No idea on UK preorders at this moment, dont appear to be any available yet though.


----------



## Rit (Apr 18, 2010)

I hope that's true, then people will be selling their x4's for cheap then!


----------



## Shane (Apr 18, 2010)

Ive got the urge to build a new system now...something along the lines of Phenom 2 X6....Not sure which one.
5850 
some fast ram (1600Mhz DDR3...can the X6 take tripple channel or not?
Id love an SSD...But theyre just too much still...probably go Raid 0.

EDIT:According to this site the prices will be..

1090T Black Edition: 125(W), AM3 Socket, 9MB Cache, 3.2 GHz Freq @ *$295 USD =£192*
1055T: 125(W), AM3 Socket, 9MB Cache, 2.8 GHz Freq @ *$199 USD = £130*

Not sure if they are genuine prices though.
http://alienbabeltech.com/main/?p=16214




Rit said:


> I hope that's true, then people will be selling their x4's for cheap then!



Try and grab yourself a bargian X4 965 be :good:....theyre great processors.


----------



## CrayonMuncher (Apr 18, 2010)

that does look nice, and i bet the pricing is going to be a fair bit cheaper than the new i7, shame that it still uses the 45 nm process a shift to 32nm would have been interesting, looking forward to some proper reviews 
found this website with pricing showing prices from bahrain and norwegian retailers
prices translated into dollars are:
1090T Black Edition: $385 in norway and $295 in bahrain
1055T: $268 in norway and $199 in bahrain 
also says release is april 27th

http://www.overclock3d.net/news/cpu_mainboard/some_phenom_ii_x6_pricing_and_release_dates_revealed/1


----------



## bomberboysk (Apr 18, 2010)

Nevakonaza said:


> Ive got the urge to build a new system now...something along the lines of Phenom 2 X6....Not sure which one.
> 5850
> some fast ram (1600Mhz DDR3...can the X6 take tripple channel or not?
> Id love an SSD...But theyre just too much still...probably go Raid 0.
> ...



Remember, USD does not directly correlate with what it will be in £ or €. A good example is the GTX4X0 line of cards, $499 for a 480 here in the states, and the same numerical value in € (€499). For computer hardware, a good rule of thumb is $1 USD = €1 at launch.


----------



## linkin (Apr 18, 2010)

I think i will switch over to AMD at some point... I jsut learned of intels new plans... a new socket in 2011... talk about short lifespan


----------



## bomberboysk (Apr 18, 2010)

linkin said:


> I think i will switch over to AMD at some point... I jsut learned of intels new plans... a new socket in 2011... talk about short lifespan



Yeah, intel stayed with 775 for years,then switched, now they are going to switch....again.

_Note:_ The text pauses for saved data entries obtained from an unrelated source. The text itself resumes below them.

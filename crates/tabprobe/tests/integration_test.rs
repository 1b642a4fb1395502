//! Integration tests for tabprobe.

use std::fmt::Write as _;
use std::io::Write;
use tempfile::{NamedTempFile, TempDir};

use tabprobe::quality::QualityCheck;
use tabprobe::{
    load, score_metrics, Analyzer, AnalyzerConfig, ColumnKind, DatasetMetrics, MarkdownReport,
    QualityConfig, ReportOptions, TabprobeError,
};

/// Helper to create a temporary file with given content.
fn create_test_file(content: &str) -> NamedTempFile {
    let mut file = NamedTempFile::new().expect("Failed to create temp file");
    file.write_all(content.as_bytes())
        .expect("Failed to write to temp file");
    file
}

fn analyzer_with(quality: QualityConfig) -> Analyzer {
    Analyzer::with_config(AnalyzerConfig {
        quality,
        ..AnalyzerConfig::default()
    })
}

// =============================================================================
// Loading Tests
// =============================================================================

#[test]
fn test_load_infers_kinds() {
    let content = "id,name,score,active,notes\n\
                   1,Alice,3.5,true,\n\
                   2,Bob,NA,false,\n\
                   3,Carol,4.0,true,\n";
    let file = create_test_file(content);

    let table = load(file.path()).expect("Load failed");

    assert_eq!(table.row_count(), 3);
    assert_eq!(table.column_names(), vec!["id", "name", "score", "active", "notes"]);
    let kinds: Vec<ColumnKind> = table.columns().iter().map(|c| c.kind()).collect();
    assert_eq!(
        kinds,
        vec![
            ColumnKind::Numeric,
            ColumnKind::Categorical,
            ColumnKind::Numeric,
            ColumnKind::Categorical,
            ColumnKind::Unknown,
        ]
    );
    assert_eq!(table.missing_count(), 4);
}

#[test]
fn test_load_tsv_with_null_tokens() {
    let content = "sample\tvalue\n\
                   a\t1\n\
                   b\tnull\n\
                   c\tN/A\n\
                   d\t#N/A\n";
    let file = create_test_file(content);

    let result = Analyzer::new().analyze(file.path()).expect("Analysis failed");

    assert_eq!(result.source.format, "tsv");
    assert_eq!(result.quality.missing_count, 3);
    assert_eq!(result.quality.columns_with_missing[0].column, "value");
    assert_eq!(result.quality.columns_with_missing[0].missing_ratio, 0.75);
}

#[test]
fn test_null_tokens_are_case_sensitive() {
    let content = "status\nNone\nnone\nNA\nna\n  \n";
    let file = create_test_file(content);

    let table = load(file.path()).expect("Load failed");

    assert_eq!(table.columns()[0].kind(), ColumnKind::Categorical);
    assert_eq!(table.missing_count(), 2);
}

#[test]
fn test_header_only_file_is_empty_table() {
    let file = create_test_file("id,value\n");

    let result = Analyzer::new().analyze(file.path()).expect("Analysis failed");

    assert_eq!(result.stats.row_count, 0);
    assert_eq!(result.stats.column_count, 2);
    assert_eq!(result.quality.quality_score, 100);
    assert_eq!(result.quality.finding_count(), 0);
}

#[test]
fn test_empty_file_is_error() {
    let file = create_test_file("");

    let result = Analyzer::new().analyze(file.path());

    assert!(matches!(result, Err(TabprobeError::EmptyData(_))));
}

#[test]
fn test_source_metadata() {
    let file = create_test_file("a,b\n1,2\n");

    let result = Analyzer::new().analyze(file.path()).expect("Analysis failed");

    assert!(result.source.hash.starts_with("sha256:"));
    assert_eq!(result.source.size_bytes, 8);
    assert_eq!(result.source.column_count, 2);
}

// =============================================================================
// Quality Scenarios
// =============================================================================

#[test]
fn test_id_duplicates_scenario() {
    let content = "id,value\n1,10\n2,20\n1,30\n4,40\n5,50\n";
    let file = create_test_file(content);

    let result = Analyzer::new().analyze(file.path()).expect("Analysis failed");
    let quality = &result.quality;

    assert!(quality.has_id_duplicates);
    assert_eq!(quality.duplicate_id_info["id"].duplicate_count, 1);
    assert_eq!(quality.duplicate_id_info["id"].total, 5);
    assert!(!quality.has_constant_columns);
    assert_eq!(quality.quality_score, 85);
}

#[test]
fn test_repeated_headers_keep_their_findings() {
    let file = create_test_file("id,id\n1,7\n1,7\n2,8\n");

    let result = Analyzer::new().analyze(file.path()).expect("Analysis failed");
    let quality = &result.quality;

    assert_eq!(result.stats.column_names(), vec!["id", "id.1"]);
    assert_eq!(quality.duplicate_id_info.len(), 2);
    assert_eq!(quality.duplicate_id_info["id"].duplicate_count, 1);
    assert_eq!(quality.duplicate_id_info["id.1"].duplicate_count, 1);
    assert_eq!(quality.finding_count(), quality.penalties.len());
    assert_eq!(quality.quality_score, 70);
}

#[test]
fn test_zero_threshold_scenario() {
    let content = "amount\n0\n0\n0\n0\n0\n0\n0\n1\n2\n3\n";
    let file = create_test_file(content);

    let flagged = analyzer_with(QualityConfig {
        zero_threshold: 0.5,
        ..QualityConfig::default()
    })
    .analyze(file.path())
    .expect("Analysis failed");

    assert!(flagged.quality.has_many_zeros);
    assert_eq!(flagged.quality.zero_columns[0].zero_ratio, 0.7);
    assert_eq!(flagged.quality.zero_columns[0].threshold, 0.5);

    let clean = analyzer_with(QualityConfig {
        zero_threshold: 0.8,
        ..QualityConfig::default()
    })
    .analyze(file.path())
    .expect("Analysis failed");

    assert!(!clean.quality.has_many_zeros);
}

#[test]
fn test_imbalanced_category() {
    let mut content = String::from("category\n");
    for i in 0..100 {
        writeln!(content, "{}", if i < 95 { "retail" } else { "wholesale" }).unwrap();
    }
    let file = create_test_file(&content);

    let result = Analyzer::new().analyze(file.path()).expect("Analysis failed");
    let finding = &result.quality.imbalanced_columns[0];

    assert_eq!(finding.dominant_category, "retail");
    assert!((finding.dominant_ratio - 0.95).abs() < 1e-12);
    assert_eq!(finding.unique_categories, 2);
    assert_eq!(result.quality.quality_score, 94);
}

#[test]
fn test_high_cardinality_category() {
    let mut content = String::from("code\n");
    for i in 0..60 {
        writeln!(content, "c{}", i).unwrap();
    }
    let file = create_test_file(&content);

    let result = Analyzer::new().analyze(file.path()).expect("Analysis failed");

    assert_eq!(result.quality.high_cardinality_names(), vec!["code"]);
    assert_eq!(result.quality.high_cardinality_columns[0].unique_count, 60);

    let relaxed = analyzer_with(QualityConfig {
        high_cardinality_threshold: 60,
        ..QualityConfig::default()
    })
    .analyze(file.path())
    .expect("Analysis failed");

    assert!(!relaxed.quality.has_high_cardinality);
}

#[test]
fn test_outliers_detected() {
    let mut content = String::from("latency\n");
    for i in 1..=18 {
        writeln!(content, "{}", i).unwrap();
    }
    content.push_str("-500\n500\n");
    let file = create_test_file(&content);

    let result = Analyzer::new().analyze(file.path()).expect("Analysis failed");
    let finding = &result.quality.outlier_columns[0];

    assert_eq!(finding.column, "latency");
    assert_eq!(finding.outliers_count, 2);
    assert_eq!(finding.outliers_ratio, 0.1);
    assert_eq!(finding.threshold, 1.5);
}

#[test]
fn test_dataset_penalties_switch() {
    let content = "a,b\n1,2\n1,2\n3,4\n,\n,\n5,6\n";
    let file = create_test_file(content);

    let informational = Analyzer::new().analyze(file.path()).expect("Analysis failed");
    assert_eq!(informational.quality.duplicate_count, 2);
    assert!(informational.quality.has_duplicates);
    assert_eq!(informational.quality.quality_score, 100);

    let penalized = analyzer_with(QualityConfig {
        dataset_penalties: true,
        ..QualityConfig::default()
    })
    .analyze(file.path())
    .expect("Analysis failed");

    let checks: Vec<QualityCheck> = penalized.quality.penalties.iter().map(|p| p.check).collect();
    assert_eq!(
        checks,
        vec![QualityCheck::DatasetMissing, QualityCheck::DatasetDuplicates]
    );
    assert_eq!(penalized.quality.quality_score, 37);
}

// =============================================================================
// Metrics Scoring
// =============================================================================

#[test]
fn test_metrics_from_loaded_table() {
    let content = "a,b\n1,x\n1,x\n2,\n";
    let file = create_test_file(content);

    let table = load(file.path()).expect("Load failed");
    let score = score_metrics(DatasetMetrics::from_table(&table));

    assert!(score.flags.too_few_rows);
    assert!(score.flags.too_many_duplicates);
    assert!(!score.flags.too_many_missing);
    // -20 for size, -30 for a duplicate share of one third
    assert_eq!(score.quality_score, 50);
    assert!(!score.ok_for_model);
}

// =============================================================================
// Report Generation
// =============================================================================

#[test]
fn test_markdown_report_end_to_end() {
    let content = "user_id,plan,mrr\n\
                   u1,free,0\n\
                   u2,free,0\n\
                   u2,pro,49\n\
                   u4,free,0\n";
    let file = create_test_file(content);
    let out = TempDir::new().expect("Failed to create temp dir");

    let table = load(file.path()).expect("Load failed");
    let analyzer = Analyzer::new();
    let (stats, _, quality) = analyzer.analyze_table(&table);
    let options = ReportOptions {
        title: "Subscriptions".to_string(),
        ..ReportOptions::default()
    };

    let path = MarkdownReport::new(&table, &stats, &quality, analyzer.quality_config(), &options)
        .write_to(out.path().join("reports"))
        .expect("Report failed");

    let markdown = std::fs::read_to_string(path).expect("Failed to read report");
    assert!(markdown.starts_with("# Subscriptions\n"));
    assert!(markdown.contains("user_id: 1 duplicates out of 4 rows"));
    assert!(markdown.contains("mrr: 75.0% zeros"));
    assert!(markdown.contains("| free | 3 |"));
}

AMD will inevitably need a new socket at one point though as well.


----------



## StrangleHold (Apr 18, 2010)

I might get one. Was going to hold out till Bulldozer, but for the price these X6s are selling at. I mean, a 1090T X6 at 3.2 and unlocked for 300 bucks. Dont know if I can pass that up. lol.

On a side thing. Pretty sure the first Bulldozers will be AM3. But the CPU/GPU/Fusion processor will have a new socket.


----------



## bomberboysk (Apr 18, 2010)

StrangleHold said:


> I might get one. Was going to hold out till Bulldozer, but for the price these X6s are selling at. I mean, a 1090T X6 at 3.2 and unlocked for 300 bucks. Dont know if I can pass that up. lol.
> 
> On a side thing. Pretty sure the first Bulldozers will be AM3. But the CPU/GPU/Fusion processor will have a new socket.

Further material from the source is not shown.